BRIEF:
Locate every line in the material below that has the word "reqwest". Copy each of those lines.

• • •

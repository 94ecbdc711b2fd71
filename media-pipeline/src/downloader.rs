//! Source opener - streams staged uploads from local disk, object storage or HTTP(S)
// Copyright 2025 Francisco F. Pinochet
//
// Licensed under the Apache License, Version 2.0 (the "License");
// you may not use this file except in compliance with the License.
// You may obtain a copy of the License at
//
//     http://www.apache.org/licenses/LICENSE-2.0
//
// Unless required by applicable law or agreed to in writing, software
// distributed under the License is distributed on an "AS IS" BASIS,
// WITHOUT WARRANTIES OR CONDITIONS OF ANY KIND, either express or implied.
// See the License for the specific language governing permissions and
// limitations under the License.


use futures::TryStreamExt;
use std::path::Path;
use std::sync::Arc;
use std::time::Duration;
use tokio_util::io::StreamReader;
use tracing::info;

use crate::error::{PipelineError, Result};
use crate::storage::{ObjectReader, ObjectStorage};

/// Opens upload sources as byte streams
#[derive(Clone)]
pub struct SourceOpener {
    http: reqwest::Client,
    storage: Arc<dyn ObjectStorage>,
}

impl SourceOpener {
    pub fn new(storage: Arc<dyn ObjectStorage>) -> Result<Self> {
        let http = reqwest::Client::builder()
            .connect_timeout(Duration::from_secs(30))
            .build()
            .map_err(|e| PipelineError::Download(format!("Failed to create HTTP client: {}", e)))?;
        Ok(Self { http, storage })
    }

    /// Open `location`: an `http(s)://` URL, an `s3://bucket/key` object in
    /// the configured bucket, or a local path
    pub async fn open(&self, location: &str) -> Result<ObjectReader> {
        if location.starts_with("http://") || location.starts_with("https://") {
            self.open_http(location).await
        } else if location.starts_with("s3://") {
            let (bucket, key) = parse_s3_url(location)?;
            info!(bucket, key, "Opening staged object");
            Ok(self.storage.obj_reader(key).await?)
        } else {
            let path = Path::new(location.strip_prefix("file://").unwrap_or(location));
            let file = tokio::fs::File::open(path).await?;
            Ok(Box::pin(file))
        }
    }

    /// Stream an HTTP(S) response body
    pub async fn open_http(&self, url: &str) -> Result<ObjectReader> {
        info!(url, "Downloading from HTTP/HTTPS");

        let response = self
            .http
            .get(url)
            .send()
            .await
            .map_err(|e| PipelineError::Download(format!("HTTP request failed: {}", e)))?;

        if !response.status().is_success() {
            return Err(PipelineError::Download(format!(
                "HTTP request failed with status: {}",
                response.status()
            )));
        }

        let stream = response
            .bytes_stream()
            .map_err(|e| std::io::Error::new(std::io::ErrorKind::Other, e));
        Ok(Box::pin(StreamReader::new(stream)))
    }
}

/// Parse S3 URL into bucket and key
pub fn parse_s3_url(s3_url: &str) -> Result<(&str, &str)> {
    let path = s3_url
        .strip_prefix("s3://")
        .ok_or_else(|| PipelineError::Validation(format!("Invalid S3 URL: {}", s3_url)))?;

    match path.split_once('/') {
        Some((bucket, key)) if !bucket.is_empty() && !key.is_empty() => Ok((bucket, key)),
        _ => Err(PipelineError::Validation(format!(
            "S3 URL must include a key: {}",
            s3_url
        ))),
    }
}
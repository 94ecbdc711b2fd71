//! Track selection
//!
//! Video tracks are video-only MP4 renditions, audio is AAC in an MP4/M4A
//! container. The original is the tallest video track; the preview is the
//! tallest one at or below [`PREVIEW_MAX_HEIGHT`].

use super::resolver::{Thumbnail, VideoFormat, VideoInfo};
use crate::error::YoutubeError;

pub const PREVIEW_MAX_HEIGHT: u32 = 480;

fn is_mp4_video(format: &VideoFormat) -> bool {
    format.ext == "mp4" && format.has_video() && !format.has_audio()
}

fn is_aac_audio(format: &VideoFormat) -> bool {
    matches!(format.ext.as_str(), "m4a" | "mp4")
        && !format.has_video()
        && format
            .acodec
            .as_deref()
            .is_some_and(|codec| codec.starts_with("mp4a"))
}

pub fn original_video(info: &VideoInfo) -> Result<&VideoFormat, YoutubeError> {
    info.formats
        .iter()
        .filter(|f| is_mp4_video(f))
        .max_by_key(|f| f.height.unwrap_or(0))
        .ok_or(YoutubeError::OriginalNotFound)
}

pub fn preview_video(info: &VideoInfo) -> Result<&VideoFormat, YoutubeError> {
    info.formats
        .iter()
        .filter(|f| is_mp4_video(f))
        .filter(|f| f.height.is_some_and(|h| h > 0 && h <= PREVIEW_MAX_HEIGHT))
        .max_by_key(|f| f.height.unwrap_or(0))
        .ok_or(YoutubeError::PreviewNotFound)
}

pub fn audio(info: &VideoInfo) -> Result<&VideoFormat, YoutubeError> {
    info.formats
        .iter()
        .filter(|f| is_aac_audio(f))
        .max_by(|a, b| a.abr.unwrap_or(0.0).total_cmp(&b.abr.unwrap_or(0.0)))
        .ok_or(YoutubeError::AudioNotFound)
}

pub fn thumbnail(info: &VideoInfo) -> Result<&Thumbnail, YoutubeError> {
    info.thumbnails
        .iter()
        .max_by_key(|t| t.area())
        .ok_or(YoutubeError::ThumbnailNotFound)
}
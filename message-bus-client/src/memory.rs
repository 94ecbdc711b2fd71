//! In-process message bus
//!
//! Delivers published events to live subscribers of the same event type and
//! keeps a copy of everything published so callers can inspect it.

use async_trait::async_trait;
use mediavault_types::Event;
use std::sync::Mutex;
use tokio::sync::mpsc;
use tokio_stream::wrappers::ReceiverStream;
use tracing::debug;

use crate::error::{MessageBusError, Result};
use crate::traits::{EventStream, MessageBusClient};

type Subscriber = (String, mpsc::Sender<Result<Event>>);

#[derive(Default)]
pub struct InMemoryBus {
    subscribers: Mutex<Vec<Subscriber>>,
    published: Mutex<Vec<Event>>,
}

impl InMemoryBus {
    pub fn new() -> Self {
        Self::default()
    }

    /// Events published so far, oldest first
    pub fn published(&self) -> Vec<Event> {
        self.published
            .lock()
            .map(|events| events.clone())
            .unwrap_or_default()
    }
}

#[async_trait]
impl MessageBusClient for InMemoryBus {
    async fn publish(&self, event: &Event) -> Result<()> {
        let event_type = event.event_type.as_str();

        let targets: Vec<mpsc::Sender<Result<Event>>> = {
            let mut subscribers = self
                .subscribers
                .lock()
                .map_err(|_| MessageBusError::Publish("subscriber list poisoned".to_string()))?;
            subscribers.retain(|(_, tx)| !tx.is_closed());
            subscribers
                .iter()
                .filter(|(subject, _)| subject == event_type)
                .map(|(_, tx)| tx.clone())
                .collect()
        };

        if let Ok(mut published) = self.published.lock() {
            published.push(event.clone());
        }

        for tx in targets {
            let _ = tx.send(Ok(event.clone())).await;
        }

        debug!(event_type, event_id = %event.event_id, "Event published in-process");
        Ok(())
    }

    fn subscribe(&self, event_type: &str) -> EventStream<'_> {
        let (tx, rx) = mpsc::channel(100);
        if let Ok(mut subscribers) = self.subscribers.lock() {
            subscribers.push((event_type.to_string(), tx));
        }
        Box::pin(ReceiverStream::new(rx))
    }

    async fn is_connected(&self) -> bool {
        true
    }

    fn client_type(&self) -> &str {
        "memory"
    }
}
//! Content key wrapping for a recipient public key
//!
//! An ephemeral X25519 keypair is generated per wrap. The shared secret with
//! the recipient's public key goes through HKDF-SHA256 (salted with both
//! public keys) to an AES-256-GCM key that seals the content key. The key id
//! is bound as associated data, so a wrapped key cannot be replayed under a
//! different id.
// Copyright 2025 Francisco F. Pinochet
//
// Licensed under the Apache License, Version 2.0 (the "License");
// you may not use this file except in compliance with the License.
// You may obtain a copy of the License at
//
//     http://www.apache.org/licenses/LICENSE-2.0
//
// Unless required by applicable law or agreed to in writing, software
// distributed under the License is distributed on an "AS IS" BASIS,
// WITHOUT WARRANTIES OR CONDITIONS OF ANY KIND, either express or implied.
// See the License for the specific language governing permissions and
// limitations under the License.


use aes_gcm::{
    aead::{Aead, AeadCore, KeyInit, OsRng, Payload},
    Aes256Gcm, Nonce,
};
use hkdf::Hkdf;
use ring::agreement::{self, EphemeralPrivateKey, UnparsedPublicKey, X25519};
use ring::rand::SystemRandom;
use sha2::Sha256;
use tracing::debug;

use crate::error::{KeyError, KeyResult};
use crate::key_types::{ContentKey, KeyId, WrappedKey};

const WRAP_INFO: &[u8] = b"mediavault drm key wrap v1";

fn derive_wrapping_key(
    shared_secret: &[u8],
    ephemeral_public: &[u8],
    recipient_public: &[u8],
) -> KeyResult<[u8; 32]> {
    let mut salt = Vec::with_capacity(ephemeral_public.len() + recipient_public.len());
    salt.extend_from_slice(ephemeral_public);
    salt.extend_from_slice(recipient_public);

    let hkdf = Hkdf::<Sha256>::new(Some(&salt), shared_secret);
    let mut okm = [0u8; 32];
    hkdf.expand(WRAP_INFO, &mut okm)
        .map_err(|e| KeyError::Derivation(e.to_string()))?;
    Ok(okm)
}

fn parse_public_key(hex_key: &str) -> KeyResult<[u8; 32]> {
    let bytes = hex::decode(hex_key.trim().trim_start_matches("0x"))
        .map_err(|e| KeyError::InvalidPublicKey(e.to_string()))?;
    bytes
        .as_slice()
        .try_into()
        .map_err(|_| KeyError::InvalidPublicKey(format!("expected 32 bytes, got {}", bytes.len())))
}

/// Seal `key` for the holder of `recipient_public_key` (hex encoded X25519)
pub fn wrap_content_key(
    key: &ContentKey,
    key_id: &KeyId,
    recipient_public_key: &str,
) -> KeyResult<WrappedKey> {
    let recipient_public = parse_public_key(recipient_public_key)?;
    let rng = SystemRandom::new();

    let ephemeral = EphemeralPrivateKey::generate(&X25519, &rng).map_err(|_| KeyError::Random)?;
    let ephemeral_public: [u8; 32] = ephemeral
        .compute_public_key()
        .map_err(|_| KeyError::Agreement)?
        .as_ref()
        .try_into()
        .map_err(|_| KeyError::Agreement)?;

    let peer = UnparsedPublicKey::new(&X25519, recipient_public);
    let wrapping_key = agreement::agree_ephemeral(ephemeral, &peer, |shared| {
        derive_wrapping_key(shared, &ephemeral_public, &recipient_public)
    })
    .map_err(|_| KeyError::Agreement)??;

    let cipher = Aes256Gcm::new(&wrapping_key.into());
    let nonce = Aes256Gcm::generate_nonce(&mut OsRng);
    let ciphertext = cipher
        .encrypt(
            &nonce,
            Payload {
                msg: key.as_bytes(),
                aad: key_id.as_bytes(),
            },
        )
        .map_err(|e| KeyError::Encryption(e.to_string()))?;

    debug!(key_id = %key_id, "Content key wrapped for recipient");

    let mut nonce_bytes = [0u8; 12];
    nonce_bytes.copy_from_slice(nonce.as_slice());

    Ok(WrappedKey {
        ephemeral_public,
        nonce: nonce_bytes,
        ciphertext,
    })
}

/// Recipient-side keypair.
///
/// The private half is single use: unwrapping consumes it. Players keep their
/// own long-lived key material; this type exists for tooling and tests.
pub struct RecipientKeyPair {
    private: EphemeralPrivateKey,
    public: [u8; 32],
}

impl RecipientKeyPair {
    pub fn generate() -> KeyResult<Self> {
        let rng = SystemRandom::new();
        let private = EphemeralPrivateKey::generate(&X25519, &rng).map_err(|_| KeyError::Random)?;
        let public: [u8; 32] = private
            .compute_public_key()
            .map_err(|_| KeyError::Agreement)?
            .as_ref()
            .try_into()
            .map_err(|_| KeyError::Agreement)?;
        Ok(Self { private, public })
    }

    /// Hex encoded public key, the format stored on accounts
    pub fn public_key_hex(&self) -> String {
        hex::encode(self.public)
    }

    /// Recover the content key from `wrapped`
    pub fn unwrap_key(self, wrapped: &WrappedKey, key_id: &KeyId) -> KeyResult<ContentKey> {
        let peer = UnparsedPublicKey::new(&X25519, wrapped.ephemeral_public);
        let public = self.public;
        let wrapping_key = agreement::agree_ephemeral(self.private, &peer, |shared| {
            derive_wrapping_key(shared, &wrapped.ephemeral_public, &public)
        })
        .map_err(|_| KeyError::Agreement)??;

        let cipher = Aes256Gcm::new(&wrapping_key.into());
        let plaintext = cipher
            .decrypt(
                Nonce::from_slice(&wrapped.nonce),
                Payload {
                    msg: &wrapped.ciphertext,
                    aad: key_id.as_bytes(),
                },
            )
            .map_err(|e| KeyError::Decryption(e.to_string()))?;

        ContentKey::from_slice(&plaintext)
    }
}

• • •

ANSWER TO THE EXERCISE:
    http: reqwest::Client,
        let http = reqwest::Client::builder()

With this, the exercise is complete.